Hornstein, H.A. (2017), "Mentoring: lending and getting a helping hand", Strategy & Leadership, Vol. 45 No. 5, pp. 49-50. https://doi.org/10.1108/SL-07-2017-0066

Publisher

:

Emerald Publishing Limited

Copyright © 2017, Emerald Publishing Limited


In ancient Greece, Odysseus, the fabled king of Ithaca and hero of Homer’s Odyssey, made a memorable choice when he picked his friend, Mentor, to be an educator for his son, Telemachus. Mentor became Telemachus’ teacher, coach, counselor and protector. The tutoring seems to have helped Telemachus mature into his role as “Chief Executive” of the household while Odysseus was away for 20 years, first fighting in the Trojan War and then wending his long journey back home. Over time, Mentor’s name became both a noun and the verb that characterizes relationships in which an experienced, knowledgeable person provides guidance to a less experienced person.

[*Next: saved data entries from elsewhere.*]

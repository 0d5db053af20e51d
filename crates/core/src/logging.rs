//! Système de logging pour l'assembleur

use tracing_subscriber::{fmt, EnvFilter};

/// Niveau par défaut selon le nombre de `-v`
fn default_directive(verbosity: u8) -> &'static str {
    match verbosity {
        0 => "warn",
        1 => "info",
        2 => "debug",
        _ => "trace",
    }
}

/// Initialise le système de logging
///
/// `RUST_LOG` est prioritaire ; sinon le niveau découle de `verbosity`.
pub fn init_logging(verbosity: u8) {
    let filter = EnvFilter::try_from_default_env()
        .unwrap_or_else(|_| EnvFilter::new(default_directive(verbosity)));

    // Un second appel (tests, bancs d'essai) ne doit pas paniquer
    let _ = fmt()
        .with_env_filter(filter)
        .with_target(false)
        .with_thread_ids(true)
        .with_thread_names(true)
        .with_writer(std::io::stderr)
        .try_init();
}

/// Macro pour le logging des opérations critiques, avec leur durée
#[macro_export]
macro_rules! log_operation {
    ($name:expr, $block:block) => {{
        let span = tracing::span!(tracing::Level::INFO, $name);
        let _enter = span.enter();
        let started = std::time::Instant::now();
        tracing::info!("Début de l'opération: {}", $name);
        let result = $block;
        tracing::info!(
            elapsed_ms = started.elapsed().as_secs_f64() * 1000.0,
            "Fin de l'opération: {}",
            $name
        );
        result
    }};
}

#[cfg(test)]
mod tests {
    use super::*;

    #[test]
    fn test_default_directive() {
        assert_eq!(default_directive(0), "warn");
        assert_eq!(default_directive(1), "info");
        assert_eq!(default_directive(2), "debug");
        assert_eq!(default_directive(9), "trace");
    }

    #[test]
    fn test_log_operation_returns_block_value() {
        let value = crate::log_operation!("calcul", { 40 + 2 });
        assert_eq!(value, 42);
    }
}
//! CLI pour l'assemblage glouton de fragments

use asm_core::{AssemblerConfig, MatchStrategy};
use asm_simulation::{RunConfig, SamplerConfig};
use clap::{Args, Parser, Subcommand};
use indicatif::{ProgressBar, ProgressStyle};
use std::path::PathBuf;

mod commands;
mod display;

use commands::{assemble, benchmark, sample};

#[derive(Parser)]
#[command(name = "asm")]
#[command(about = "Reconstruction de séquences par assemblage glouton de fragments", long_about = None)]
#[command(version = "0.1.0")]
struct Cli {
    #[command(subcommand)]
    command: Commands,

    /// Niveau de verbosité
    #[arg(short, long, action = clap::ArgAction::Count, global = true)]
    verbose: u8,
}

#[derive(Subcommand)]
enum Commands {
    /// Tire des fragments aléatoires d'un génome FASTA
    Sample {
        /// Génome FASTA (les enregistrements sont concaténés)
        #[arg(short, long)]
        input: PathBuf,

        /// Fichier FASTA de fragments
        #[arg(short, long)]
        output: PathBuf,

        #[command(flatten)]
        sampler: SamplerArgs,
    },

    /// Assemble des fragments FASTA (le premier enregistrement sert de seed)
    Assemble {
        /// Fichier FASTA de fragments
        #[arg(short, long)]
        input: PathBuf,

        /// Fichier FASTA de la reconstruction
        #[arg(short, long)]
        output: Option<PathBuf>,

        #[command(flatten)]
        assembler: AssemblerArgs,

        /// Format du rapport
        #[arg(short, long, value_enum, default_value = "table")]
        format: OutputFormat,
    },

    /// Mesure la durée d'assemblage en fonction du GC% de plusieurs génomes
    Benchmark {
        /// Génomes FASTA
        #[arg(short, long, num_args = 1.., required = true)]
        input: Vec<PathBuf>,

        /// Configuration JSON (remplace les options d'échantillonnage et d'assemblage)
        #[arg(short, long)]
        config: Option<PathBuf>,

        #[command(flatten)]
        sampler: SamplerArgs,

        #[command(flatten)]
        assembler: AssemblerArgs,

        /// Format du rapport
        #[arg(short, long, value_enum, default_value = "table")]
        format: OutputFormat,

        /// Exporter le rapport JSON en fichier
        #[arg(short, long)]
        output: Option<PathBuf>,
    },
}

/// Options d'échantillonnage
#[derive(Args, Clone)]
pub struct SamplerArgs {
    /// Nombre de fragments
    #[arg(short = 'n', long, default_value = "2000")]
    count: usize,

    /// Longueur minimale d'un fragment
    #[arg(long, default_value = "100")]
    min_len: usize,

    /// Longueur maximale d'un fragment
    #[arg(long, default_value = "150")]
    max_len: usize,

    /// Seed du générateur
    #[arg(short, long, default_value = "42")]
    seed: u64,
}

impl SamplerArgs {
    pub fn to_config(&self) -> SamplerConfig {
        SamplerConfig::new(self.count, self.min_len, self.max_len).with_seed(self.seed)
    }
}

/// Options d'assemblage
#[derive(Args, Clone)]
pub struct AssemblerArgs {
    /// Seuil de chevauchement (exclusif)
    #[arg(short = 'm', long, default_value = "10")]
    min_overlap: usize,

    /// Plus long chevauchement testé par fragment
    #[arg(short = 'w', long, default_value = "100")]
    window: usize,

    /// Recherche parallèle des candidats
    #[arg(short, long)]
    parallel: bool,

    /// Nombre maximal d'itérations
    #[arg(long)]
    max_iterations: Option<usize>,
}

impl AssemblerArgs {
    pub fn to_config(&self) -> AssemblerConfig {
        let strategy = if self.parallel {
            MatchStrategy::Parallel
        } else {
            MatchStrategy::Sequential
        };
        AssemblerConfig {
            min_overlap: self.min_overlap,
            max_overlap_window: self.window,
            strategy,
            max_iterations: self.max_iterations,
        }
    }
}

#[derive(clap::ValueEnum, Clone, Copy)]
pub enum OutputFormat {
    Table,
    Json,
}

fn main() -> anyhow::Result<()> {
    let cli = Cli::parse();
    asm_core::init_logging(cli.verbose);

    match cli.command {
        Commands::Sample {
            input,
            output,
            sampler,
        } => {
            sample::run(input, output, sampler.to_config())?;
        }
        Commands::Assemble {
            input,
            output,
            assembler,
            format,
        } => {
            assemble::run(input, output, assembler.to_config(), format)?;
        }
        Commands::Benchmark {
            input,
            config,
            sampler,
            assembler,
            format,
            output,
        } => {
            let config = match config {
                Some(path) => RunConfig::from_json_file(&path)?,
                None => RunConfig {
                    sampler: sampler.to_config(),
                    assembler: assembler.to_config(),
                },
            };
            benchmark::run(input, config, format, output)?;
        }
    }

    Ok(())
}

/// Crée une barre de progression
pub fn create_progress_bar(length: u64, msg: &str) -> ProgressBar {
    let pb = ProgressBar::new(length);
    pb.set_style(
        ProgressStyle::default_bar()
            .template("[{elapsed_precise}] [{bar:40.cyan/blue}] {pos}/{len} {msg}")
            .unwrap_or_else(|_| ProgressStyle::default_bar())
            .progress_chars("##-"),
    );
    pb.set_message(msg.to_string());
    pb
}

/// Crée une barre de progression spinner
pub fn create_spinner(msg: &str) -> ProgressBar {
    let pb = ProgressBar::new_spinner();
    pb.set_style(
        ProgressStyle::default_spinner()
            .template("{spinner:.green} [{elapsed_precise}] {msg}")
            .unwrap_or_else(|_| ProgressStyle::default_spinner()),
    );
    pb.set_message(msg.to_string());
    pb.enable_steady_tick(std::time::Duration::from_millis(100));
    pb
}
//! Tests d'intégration de l'assembleur glouton
//!
//! Scénarios fixes et propriétés sur des pavages construits à partir d'une
//! source connue.

use asm_core::{
    assemble, AssemblerConfig, AssemblyError, DnaSequence, FragmentPool, GreedyAssembler,
    IupacBase, MatchStrategy, Termination,
};
use proptest::prelude::*;
use std::collections::HashSet;

const MIN_OVERLAP: usize = 10;
const WINDOW: usize = 100;

#[test]
fn test_reconstructs_acgtacgttt() {
    let pool = FragmentPool::from_strs(&["ACGTACG", "GTACGTTT"]).unwrap();
    let result = assemble(&pool, 2, 100).unwrap();

    assert_eq!(result.reconstruction.to_string(), "ACGTACGTTT");
    assert_eq!(result.used_count, 2);
    assert_eq!(result.total_fragments, 2);
}

#[test]
fn test_unrelated_fragments_keep_seed() {
    let pool = FragmentPool::from_strs(&["ACGTACGTAC", "TTTTGGGGCC"]).unwrap();
    let result = assemble(&pool, 3, 100).unwrap();

    assert_eq!(result.used_count, 1);
    assert_eq!(result.reconstruction, pool[0]);
    assert_eq!(result.termination, Termination::NoQualifyingOverlap);
}

#[test]
fn test_empty_pool_is_an_error() {
    let result = assemble(&FragmentPool::default(), 10, 100);
    assert!(matches!(result, Err(AssemblyError::EmptyPool)));
}

#[test]
fn test_threshold_at_fragment_length_stops_after_seed() {
    let pool = FragmentPool::from_strs(&["ACGTACGT", "CGTACGTA", "GTACGTAC"]).unwrap();
    let longest = pool.iter().map(DnaSequence::len).max().unwrap();

    let result = assemble(&pool, longest - 1, 100).unwrap();
    assert_eq!(result.used_count, 1);
    assert_eq!(result.reconstruction, pool[0]);

    // Juste en dessous, les mêmes fragments s'enchaînent
    let result = assemble(&pool, 2, 100).unwrap();
    assert!(result.used_count > 1);
}

#[test]
fn test_position_blind_reordering() {
    // Le seed reste en tête, les autres fragments sont mélangés
    let ordered = ["AACCGGTTAC", "GGTTACGATC", "ACGATCCATG", "TCCATGTTGA"];
    let shuffled = [ordered[0], ordered[3], ordered[1], ordered[2]];

    let a = assemble(&FragmentPool::from_strs(&ordered).unwrap(), 3, 100).unwrap();
    let b = assemble(&FragmentPool::from_strs(&shuffled).unwrap(), 3, 100).unwrap();

    assert_eq!(a.reconstruction.to_string(), "AACCGGTTACGATCCATGTTGA");
    assert_eq!(a.reconstruction, b.reconstruction);
}

/// Découpe `source` en fragments chevauchants, dans l'ordre de la source
fn tile(source: &[IupacBase], shapes: &[(usize, usize)]) -> Vec<DnaSequence> {
    let mut fragments = Vec::new();
    let mut start = 0;

    for &(len, overlap) in shapes.iter().cycle() {
        let end = (start + len).min(source.len());
        fragments.push(DnaSequence::new(source[start..end].to_vec()));
        if end == source.len() {
            break;
        }
        start = end - overlap;
    }

    fragments
}

/// Vrai si tous les k-mers de la source sont distincts
fn kmers_unique(source: &[IupacBase], k: usize) -> bool {
    let mut seen = HashSet::new();
    source.windows(k).all(|w| seen.insert(w))
}

fn source_strategy() -> impl Strategy<Value = Vec<IupacBase>> {
    prop::collection::vec(
        prop::sample::select(vec![IupacBase::A, IupacBase::C, IupacBase::G, IupacBase::T]),
        150..400,
    )
}

proptest! {
    #![proptest_config(ProptestConfig::with_cases(64))]

    #[test]
    fn property_exact_tiling_recovers_source(
        source in source_strategy(),
        shapes in prop::collection::vec((30usize..60, 11usize..25), 1..8),
        order_seed in any::<u64>(),
    ) {
        prop_assume!(kmers_unique(&source, MIN_OVERLAP + 1));

        let mut fragments = tile(&source, &shapes);
        // Seul le seed garde sa place ; le reste est permuté
        let tail_len = fragments.len() - 1;
        if tail_len > 1 {
            let offset = 1 + (order_seed as usize) % (tail_len - 1);
            fragments[1..].rotate_left(offset);
        }

        let pool = FragmentPool::new(fragments);
        for strategy in [MatchStrategy::Sequential, MatchStrategy::Parallel] {
            let config = AssemblerConfig::new(MIN_OVERLAP, WINDOW).with_strategy(strategy);
            let result = GreedyAssembler::new(config).unwrap().assemble(&pool).unwrap();

            prop_assert_eq!(result.reconstruction.bases(), &source[..]);
            prop_assert!(result.is_complete());
        }
    }

    #[test]
    fn property_threshold_boundary(
        fragments in prop::collection::vec(source_strategy(), 1..6),
    ) {
        let pool = FragmentPool::new(fragments.into_iter().map(DnaSequence::new).collect());
        let longest = pool.iter().map(DnaSequence::len).max().unwrap();

        let result = assemble(&pool, longest - 1, WINDOW).unwrap();
        prop_assert_eq!(result.used_count, 1);
        prop_assert_eq!(&result.reconstruction, &pool[0]);
    }
}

In 1985, Professor Katherine Kram published a landmark summary of issues and ideas relevant to mentoring in work organizations, Mentoring at Work,[1] arguably establishing mentoring as a potentially useful tool for promoting organization success. In the years after Kram published her book, mentoring in organizations has been the focus of scholarly reviews such as The Blackwell Handbook of Mentoring by Tammy D. Allen and William T. Eby[2] and scientific inquiries such as “Marginal Mentoring” by Belle Rose Ragin.[3]

Guidelines for mentoring at work

Practitioners who are assigned to be a mentor or who engage in such a relationship as a “pay it forward” duty are likely to skip the scholarly tomes and instead tap into Google to find a practical guidebook. A useful one is One Minute Mentoring: How to Find and Work with a Mentor – and Why You’ll Benefit from Being One by the prolific author of management advice, Ken Blanchard, and former Twitter executive, Claire Diaz-Ortiz. It’s an entertaining book, containing helpful advice for working people who want to either give or receive mentoring.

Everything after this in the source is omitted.